[Opening RECORD EXCERPTS section]
//! App state: registry backend, event bus, config.

use std::path::PathBuf;
use std::sync::Arc;

use axum::http::HeaderName;

use equipreg_core::constants::{DEFAULT_EVENT_BUFFER, DEFAULT_IDENTITY_HEADER};
use equipreg_core::error::{EquipmentError, Result};
use equipreg_core::traits::{EquipmentRegistry, EventSink};
use equipreg_registry::{EventBus, FileRegistry, MemoryRegistry};

/// Server configuration.
#[derive(Clone, Debug)]
pub struct ApiConfig {
    /// Journal path; `None` keeps the registry in memory
    pub registry_path: Option<PathBuf>,
    /// Header the fronting gateway uses to pass the caller identity
    pub identity_header: String,
    /// Per-subscriber event buffer
    pub event_buffer: usize,
}

impl Default for ApiConfig {
    fn default() -> Self {
        Self {
            registry_path: None,
            identity_header: DEFAULT_IDENTITY_HEADER.into(),
            event_buffer: DEFAULT_EVENT_BUFFER,
        }
    }
}

impl ApiConfig {
    /// Reads configuration from the environment (and `.env` if present).
    ///
    /// - `EQUIPREG_REGISTRY_PATH`: journal file
    /// - `EQUIPREG_IDENTITY_HEADER`: caller identity header name
    /// - `EQUIPREG_EVENT_BUFFER`: event buffer size
    pub fn from_env() -> Result<Self> {
        let _ = dotenvy::dotenv();

        let event_buffer = match std::env::var("EQUIPREG_EVENT_BUFFER") {
            Ok(raw) => raw.trim().parse().map_err(|_| {
                EquipmentError::ConfigError(format!("EQUIPREG_EVENT_BUFFER is not a number: {raw}"))
            })?,
            Err(_) => DEFAULT_EVENT_BUFFER,
        };

        Ok(Self {
            registry_path: std::env::var_os("EQUIPREG_REGISTRY_PATH")
                .filter(|p| !p.is_empty())
                .map(PathBuf::from),
            identity_header: std::env::var("EQUIPREG_IDENTITY_HEADER")
                .unwrap_or_else(|_| DEFAULT_IDENTITY_HEADER.into()),
            event_buffer,
        })
    }

    /// Uses the journal at `path` instead of in-memory storage.
    pub fn with_registry_path(mut self, path: impl Into<PathBuf>) -> Self {
        self.registry_path = Some(path.into());
        self
    }
}

/// Shared state handed to every handler.
pub struct AppState {
    /// Active configuration
    pub config: ApiConfig,
    /// Registry backend
    pub registry: Arc<dyn EquipmentRegistry>,
    /// Registration event fan-out
    pub events: EventBus,
    pub(crate) identity_header: HeaderName,
}

impl AppState {
    /// Builds state for `config`, opening the journal if one is configured.
    pub async fn from_config(config: ApiConfig) -> Result<Self> {
        let identity_header = parse_header(&config.identity_header)?;
        let events = EventBus::with_capacity(config.event_buffer);
        let sink: Arc<dyn EventSink> = Arc::new(events.clone());

        let registry: Arc<dyn EquipmentRegistry> = match &config.registry_path {
            Some(path) => Arc::new(FileRegistry::open_with_sink(path, sink).await?),
            None => Arc::new(MemoryRegistry::with_sink(sink)),
        };

        Ok(Self {
            config,
            registry,
            events,
            identity_header,
        })
    }

    /// Builds in-memory state.
    pub fn in_memory(config: ApiConfig) -> Result<Self> {
        let identity_header = parse_header(&config.identity_header)?;
        let events = EventBus::with_capacity(config.event_buffer);
        let registry = Arc::new(MemoryRegistry::with_sink(Arc::new(events.clone())));

        Ok(Self {
            config: ApiConfig {
                registry_path: None,
                ..config
            },
            registry,
            events,
            identity_header,
        })
    }

    /// Short name of the storage backend, for logs.
    pub fn backend_name(&self) -> &'static str {
        if self.config.registry_path.is_some() {
            "file"
        } else {
            "memory"
        }
    }
}

fn parse_header(name: &str) -> Result<HeaderName> {
    HeaderName::from_bytes(name.trim().to_ascii_lowercase().as_bytes()).map_err(|_| {
        EquipmentError::ConfigError(format!("invalid identity header name '{}'", name))
    })
}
[Closing RECORD EXCERPTS section]
ACTION ITEM.
The entries shown above must be restated word for word.

YOUR RESPONSE.
//! App state: registry backend, event bus, config.

use std::path::PathBuf;
use std::sync::Arc;

use axum::http::HeaderName;

use equipreg_core::constants::{DEFAULT_EVENT_BUFFER, DEFAULT_IDENTITY_HEADER};
use equipreg_core::error::{EquipmentError, Result};
use equipreg_core::traits::{EquipmentRegistry, EventSink};
use equipreg_registry::{EventBus, FileRegistry, MemoryRegistry};

/// Server configuration.
#[derive(Clone, Debug)]
pub struct ApiConfig {
    /// Journal path; `None` keeps the registry in memory
    pub registry_path: Option<PathBuf>,
    /// Header the fronting gateway uses to pass the caller identity
    pub identity_header: String,
    /// Per-subscriber event buffer
    pub event_buffer: usize,
}

impl Default for ApiConfig {
    fn default() -> Self {
        Self {
            registry_path: None,
            identity_header: DEFAULT_IDENTITY_HEADER.into(),
            event_buffer: DEFAULT_EVENT_BUFFER,
        }
    }
}

impl ApiConfig {
    /// Reads configuration from the environment (and `.env` if present).
    ///
    /// - `EQUIPREG_REGISTRY_PATH`: journal file
    /// - `EQUIPREG_IDENTITY_HEADER`: caller identity header name
    /// - `EQUIPREG_EVENT_BUFFER`: event buffer size
    pub fn from_env() -> Result<Self> {
        let _ = dotenvy::dotenv();

        let event_buffer = match std::env::var("EQUIPREG_EVENT_BUFFER") {
            Ok(raw) => raw.trim().parse().map_err(|_| {
                EquipmentError::ConfigError(format!("EQUIPREG_EVENT_BUFFER is not a number: {raw}"))
            })?,
            Err(_) => DEFAULT_EVENT_BUFFER,
        };

        Ok(Self {
            registry_path: std::env::var_os("EQUIPREG_REGISTRY_PATH")
                .filter(|p| !p.is_empty())
                .map(PathBuf::from),
            identity_header: std::env::var("EQUIPREG_IDENTITY_HEADER")
                .unwrap_or_else(|_| DEFAULT_IDENTITY_HEADER.into()),
            event_buffer,
        })
    }

    /// Uses the journal at `path` instead of in-memory storage.
    pub fn with_registry_path(mut self, path: impl Into<PathBuf>) -> Self {
        self.registry_path = Some(path.into());
        self
    }
}

/// Shared state handed to every handler.
pub struct AppState {
    /// Active configuration
    pub config: ApiConfig,
    /// Registry backend
    pub registry: Arc<dyn EquipmentRegistry>,
    /// Registration event fan-out
    pub events: EventBus,
    pub(crate) identity_header: HeaderName,
}

impl AppState {
    /// Builds state for `config`, opening the journal if one is configured.
    pub async fn from_config(config: ApiConfig) -> Result<Self> {
        let identity_header = parse_header(&config.identity_header)?;
        let events = EventBus::with_capacity(config.event_buffer);
        let sink: Arc<dyn EventSink> = Arc::new(events.clone());

        let registry: Arc<dyn EquipmentRegistry> = match &config.registry_path {
            Some(path) => Arc::new(FileRegistry::open_with_sink(path, sink).await?),
            None => Arc::new(MemoryRegistry::with_sink(sink)),
        };

        Ok(Self {
            config,
            registry,
            events,
            identity_header,
        })
    }

    /// Builds in-memory state.
    pub fn in_memory(config: ApiConfig) -> Result<Self> {
        let identity_header = parse_header(&config.identity_header)?;
        let events = EventBus::with_capacity(config.event_buffer);
        let registry = Arc::new(MemoryRegistry::with_sink(Arc::new(events.clone())));

        Ok(Self {
            config: ApiConfig {
                registry_path: None,
                ..config
            },
            registry,
            events,
            identity_header,
        })
    }

    /// Short name of the storage backend, for logs.
    pub fn backend_name(&self) -> &'static str {
        if self.config.registry_path.is_some() {
            "file"
        } else {
            "memory"
        }
    }
}

fn parse_header(name: &str) -> Result<HeaderName> {
    HeaderName::from_bytes(name.trim().to_ascii_lowercase().as_bytes()).map_err(|_| {
        EquipmentError::ConfigError(format!("invalid identity header name '{}'", name))
    })
}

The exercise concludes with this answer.